BEGIN Raw data

//! USB MIDI 1.0 streaming function.
//!
//! One AudioControl-less MIDIStreaming interface behind an IAD, carrying the
//! jack topology from [`crate::descriptor`], bulk OUT endpoint 1 and, with the
//! `midi-in` feature, bulk IN endpoint 1.

use core::marker::PhantomData;
use core::mem::MaybeUninit;

use embassy_usb::driver::{Driver, Endpoint, EndpointError, EndpointIn, EndpointOut};
use embassy_usb::Builder;

use crate::bridge::{BridgeReader, BridgeWriter};
use crate::control::StallGate;
use crate::descriptor::{ms_header_body, Features, MidiEndpoint, Speed, Topology, MAX_PACKET_SIZE};
use crate::midi_constants::*;

/// Storage for the parts of the class the device stack borrows.
pub struct State {
    gate: MaybeUninit<StallGate>,
}

impl Default for State {
    fn default() -> Self {
        Self::new()
    }
}

impl State {
    pub const fn new() -> Self {
        Self {
            gate: MaybeUninit::uninit(),
        }
    }
}

pub struct MidiStreaming<'d, D: Driver<'d>> {
    read_ep: D::EndpointOut,
    write_ep: Option<D::EndpointIn>,
    _driver: PhantomData<&'d ()>,
}

impl<'d, D: Driver<'d>> MidiStreaming<'d, D> {
    /// [`Config::composite_with_iads`](embassy_usb::Config) must be set; use
    /// [`Identity::usb_config`](crate::descriptor::Identity::usb_config).
    pub fn new(builder: &mut Builder<'d, D>, state: &'d mut State, features: Features, speed: Speed) -> Self {
        let mut fun = builder.function(AUDIO, MIDISTREAMING, PROTOCOL_UNDEFINED);

        //  Standard MS Interface Descriptor (6.1.1)
        let mut int = fun.interface();
        let mut alt = int.alt_setting(AUDIO, MIDISTREAMING, PROTOCOL_UNDEFINED, None);

        //  Class-Specific MS Interface Header Descriptor (6.1.2.1)
        alt.descriptor(CS_INTERFACE, &ms_header_body(features));

        //  MIDI IN / OUT Jack Descriptors (6.1.2.2, 6.1.2.3)
        for jack in Topology::new(features).jacks() {
            alt.descriptor(CS_INTERFACE, &jack.body());
        }

        //  Standard and Class-Specific Bulk Data Endpoint Descriptors (6.2)
        let out = MidiEndpoint::midi_out(speed);
        let read_ep = alt.endpoint_bulk_out(out.max_packet_size);
        check_address(&out, read_ep.info().addr.into());
        alt.descriptor(CS_ENDPOINT, &out.class_body());

        let write_ep = features.midi_in.then(|| {
            let endpoint = MidiEndpoint::midi_in(speed);
            let ep = alt.endpoint_bulk_in(endpoint.max_packet_size);
            check_address(&endpoint, ep.info().addr.into());
            alt.descriptor(CS_ENDPOINT, &endpoint.class_body());
            ep
        });
        drop(fun);

        let gate = state.gate.write(StallGate::new());
        builder.handler(gate);

        Self {
            read_ep,
            write_ep,
            _driver: PhantomData,
        }
    }

    pub fn split(self) -> (MidiReceiver<D::EndpointOut>, Option<MidiSender<D::EndpointIn>>) {
        (
            MidiReceiver { ep: self.read_ep },
            self.write_ep.map(|ep| MidiSender { ep }),
        )
    }
}

fn check_address(endpoint: &MidiEndpoint, allocated: u8) {
    if allocated != endpoint.address() {
        warn!(
            "endpoint allocated at {=u8:#x}, descriptors declare {=u8:#x}",
            allocated,
            endpoint.address()
        );
    }
}

/// Host-to-device stream: bulk OUT endpoint into a bridge.
pub struct MidiReceiver<E: EndpointOut> {
    ep: E,
}

impl<E: EndpointOut> MidiReceiver<E> {
    pub fn new(ep: E) -> Self {
        Self { ep }
    }

    pub async fn wait_connection(&mut self) {
        self.ep.wait_enabled().await;
    }

    pub async fn run<const N: usize>(&mut self, writer: &mut BridgeWriter<'_, N>) -> ! {
        loop {
            self.wait_connection().await;
            info!("midi out connected");
            let _err = self.relay(writer).await;
            info!("midi out disconnected: {}", _err);
        }
    }

    /// Relays packets until the endpoint fails.
    ///
    /// The endpoint read is the only await point: a packet is copied into the
    /// bridge, or dropped if it does not fit, before the endpoint is re-armed.
    pub async fn relay<const N: usize>(&mut self, writer: &mut BridgeWriter<'_, N>) -> EndpointError {
        let mut buf = [0u8; MAX_PACKET_SIZE as usize];
        loop {
            let n = match self.ep.read(&mut buf).await {
                Ok(n) => n,
                Err(e) => return e,
            };
            trace!("midi out {:02x}", &buf[..n]);
            if let Err(_overrun) = writer.push_packet(&buf[..n]) {
                warn!(
                    "bridge full, dropped {} bytes ({} overruns)",
                    _overrun.dropped,
                    writer.overruns()
                );
            }
        }
    }
}

/// Device-to-host stream: a bridge into bulk IN endpoint.
pub struct MidiSender<E: EndpointIn> {
    ep: E,
}

impl<E: EndpointIn> MidiSender<E> {
    pub fn new(ep: E) -> Self {
        Self { ep }
    }

    pub async fn wait_connection(&mut self) {
        self.ep.wait_enabled().await;
    }

    pub async fn run<const N: usize>(&mut self, reader: &mut BridgeReader<'_, N>) -> ! {
        loop {
            self.wait_connection().await;
            info!("midi in connected");
            let _err = self.relay(reader).await;
            info!("midi in disconnected: {}", _err);
        }
    }

    /// Sends whatever the bridge holds in packets of at most max packet size.
    /// A transfer that ends on a full packet is closed with a zero-length one.
    pub async fn relay<const N: usize>(&mut self, reader: &mut BridgeReader<'_, N>) -> EndpointError {
        let mut buf = [0u8; MAX_PACKET_SIZE as usize];
        let max_packet_size = (self.ep.info().max_packet_size as usize).min(buf.len());
        loop {
            let (n, closed) = reader.read_chunk(&mut buf[..max_packet_size]).await;
            trace!("midi in {:02x}", &buf[..n]);
            if let Err(e) = self.ep.write(&buf[..n]).await {
                return e;
            }
            if n == max_packet_size && closed && reader.is_empty() {
                if let Err(e) = self.ep.write(&[]).await {
                    return e;
                }
            }
        }
    }
}
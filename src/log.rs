//! Logging interface, contingent on the `defmt` feature
//!
//! The firmware always enables `defmt`. Host builds and tests compile these
//! macros to nothing, so no global logger is needed there.

#![allow(unused_macros)]

macro_rules! trace {
    ($s:literal $(, $x:expr)* $(,)?) => {
        {
            #[cfg(feature = "defmt")]
            ::defmt::trace!($s $(, $x)*);
            #[cfg(not(feature = "defmt"))]
            let _ = ($( & $x ),*);
        }
    };
}

macro_rules! debug {
    ($s:literal $(, $x:expr)* $(,)?) => {
        {
            #[cfg(feature = "defmt")]
            ::defmt::debug!($s $(, $x)*);
            #[cfg(not(feature = "defmt"))]
            let _ = ($( & $x ),*);
        }
    };
}

macro_rules! info {
    ($s:literal $(, $x:expr)* $(,)?) => {
        {
            #[cfg(feature = "defmt")]
            ::defmt::info!($s $(, $x)*);
            #[cfg(not(feature = "defmt"))]
            let _ = ($( & $x ),*);
        }
    };
}

macro_rules! warn {
    ($s:literal $(, $x:expr)* $(,)?) => {
        {
            #[cfg(feature = "defmt")]
            ::defmt::warn!($s $(, $x)*);
            #[cfg(not(feature = "defmt"))]
            let _ = ($( & $x ),*);
        }
    };
}
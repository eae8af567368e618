//! Linker scripts for the RP2040 firmware. Host builds (library and tests)
//! get no extra link arguments.

use std::env;
use std::fs::File;
use std::io::Write;
use std::path::PathBuf;

fn main() {
    println!("cargo:rerun-if-changed=memory.x");

    let target = env::var("TARGET").unwrap_or_default();
    if !target.starts_with("thumbv6m") {
        return;
    }

    let out = PathBuf::from(env::var_os("OUT_DIR").unwrap());
    File::create(out.join("memory.x"))
        .unwrap()
        .write_all(include_bytes!("memory.x"))
        .unwrap();
    println!("cargo:rustc-link-search={}", out.display());

    println!("cargo:rustc-link-arg-bins=--nmagic");
    println!("cargo:rustc-link-arg-bins=-Tlink.x");
    println!("cargo:rustc-link-arg-bins=-Tlink-rp.x");
    println!("cargo:rustc-link-arg-bins=-Tdefmt.x");
}
impl Identity {
    pub const JT51_SYNTH: Identity = Identity {
        vendor_id: 0x16d0,
        product_id: 0x0f3b,
        device_release: 0x0001,
        manufacturer: "N/A",
        product: "JT51-Synth",
        serial_number: "0001",
        max_power: 100,
    };

    /// Device stack configuration for a composite device with IADs.
    pub fn usb_config(&self) -> embassy_usb::Config<'static> {
        let mut config = embassy_usb::Config::new(self.vendor_id, self.product_id);
        config.manufacturer = Some(self.manufacturer);
        config.product = Some(self.product);
        config.serial_number = Some(self.serial_number);
        config.device_release = self.device_release;
        config.max_power = self.max_power;
        config.max_packet_size_0 = MAX_PACKET_SIZE_0;

        // Required for the host to parse the function through its IAD.
        config.device_class = MISC_DEVICE_CLASS;
        config.device_sub_class = COMMON_SUBCLASS;
        config.device_protocol = IAD_PROTOCOL;
        config.composite_with_iads = true;
        config
    }
}

/// Immutable device and configuration descriptors.
#[derive(Debug, Clone, PartialEq, Eq)]
pub struct DescriptorSet {
    identity: Identity,
    device: [u8; DEVICE_LEN],
    configuration: Vec<u8, CONFIGURATION_CAPACITY>,
}

impl DescriptorSet {
    pub fn new(identity: &Identity, features: Features, speed: Speed) -> Self {
        let [vid_lo, vid_hi] = identity.vendor_id.to_le_bytes();
        let [pid_lo, pid_hi] = identity.product_id.to_le_bytes();
        let [rel_lo, rel_hi] = identity.device_release.to_le_bytes();
        let device = [
            DEVICE_LEN as u8,
            DEVICE,
            0x10,
            0x02, // bcdUSB 2.1, the stack always serves a BOS
            MISC_DEVICE_CLASS,
            COMMON_SUBCLASS,
            IAD_PROTOCOL,
            MAX_PACKET_SIZE_0,
            vid_lo,
            vid_hi,
            pid_lo,
            pid_hi,
            rel_lo,
            rel_hi,
            STRING_INDEX_MANUFACTURER,
            STRING_INDEX_PRODUCT,
            STRING_INDEX_SERIAL_NUMBER,
            1, // bNumConfigurations
        ];

        let mut image = Image::default();
        image.write(
            CONFIGURATION,
            &[
                0,
                0, // wTotalLength, patched below
                1, // bNumInterfaces
                1, // bConfigurationValue
                0, // iConfiguration
                0x80, // bus powered
                (identity.max_power / 2) as u8,
            ],
        );
        image.write(
            INTERFACE_ASSOCIATION,
            &[0, 1, AUDIO, MIDISTREAMING, PROTOCOL_UNDEFINED, 0],
        );
        image.write(
            INTERFACE,
            &[
                0, // bInterfaceNumber
                0, // bAlternateSetting
                features.endpoint_count(),
                AUDIO,
                MIDISTREAMING,
                PROTOCOL_UNDEFINED,
                0,
            ],
        );
        image.write(CS_INTERFACE, &ms_header_body(features));
        for jack in Topology::new(features).jacks() {
            image.write(CS_INTERFACE, &jack.body());
        }
        for endpoint in endpoints(features, speed) {
            image.write(ENDPOINT, &endpoint.body());
            image.write(CS_ENDPOINT, &endpoint.class_body());
        }
        let total = (image.buf.len() as u16).to_le_bytes();
        image.buf[2..4].copy_from_slice(&total);

        Self {
            identity: *identity,
            device,
            configuration: image.buf,
        }
    }

    pub fn device(&self) -> &[u8] {
        &self.device
    }

    pub fn configuration(&self) -> &[u8] {
        &self.configuration
    }

    /// String descriptor `index`; index 0 is the language table.
    pub fn string(&self, index: u8) -> Option<Vec<u8, STRING_CAPACITY>> {
        let mut descriptor = Vec::new();
        let text = match index {
            0 => {
                let [lo, hi] = ENGLISH_US.to_le_bytes();
                descriptor.extend_from_slice(&[4, STRING, lo, hi]).ok()?;
                return Some(descriptor);
            }
            STRING_INDEX_MANUFACTURER => self.identity.manufacturer,
            STRING_INDEX_PRODUCT => self.identity.product,
            STRING_INDEX_SERIAL_NUMBER => self.identity.serial_number,
            _ => return None,
        };
        descriptor.extend_from_slice(&[0, STRING]).ok()?;
        for unit in text.encode_utf16() {
            descriptor.extend_from_slice(&unit.to_le_bytes()).ok()?;
        }
        descriptor[0] = descriptor.len() as u8;
        Some(descriptor)
    }
}

#[derive(Default)]
struct Image {
    buf: Vec<u8, CONFIGURATION_CAPACITY>,
}

impl Image {
    fn write(&mut self, descriptor_type: u8, body: &[u8]) {
        // Capacity is checked at compile time against the largest topology.
        let written = self
            .buf
            .extend_from_slice(&[(body.len() + 2) as u8, descriptor_type])
            .and_then(|_| self.buf.extend_from_slice(body));
        debug_assert!(written.is_ok(), "configuration image full");
    }
}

END Raw data

### Work to complete
Tally, in the data above, the lines where the word "usize" occurs, and give the figure alone.

### Your response
7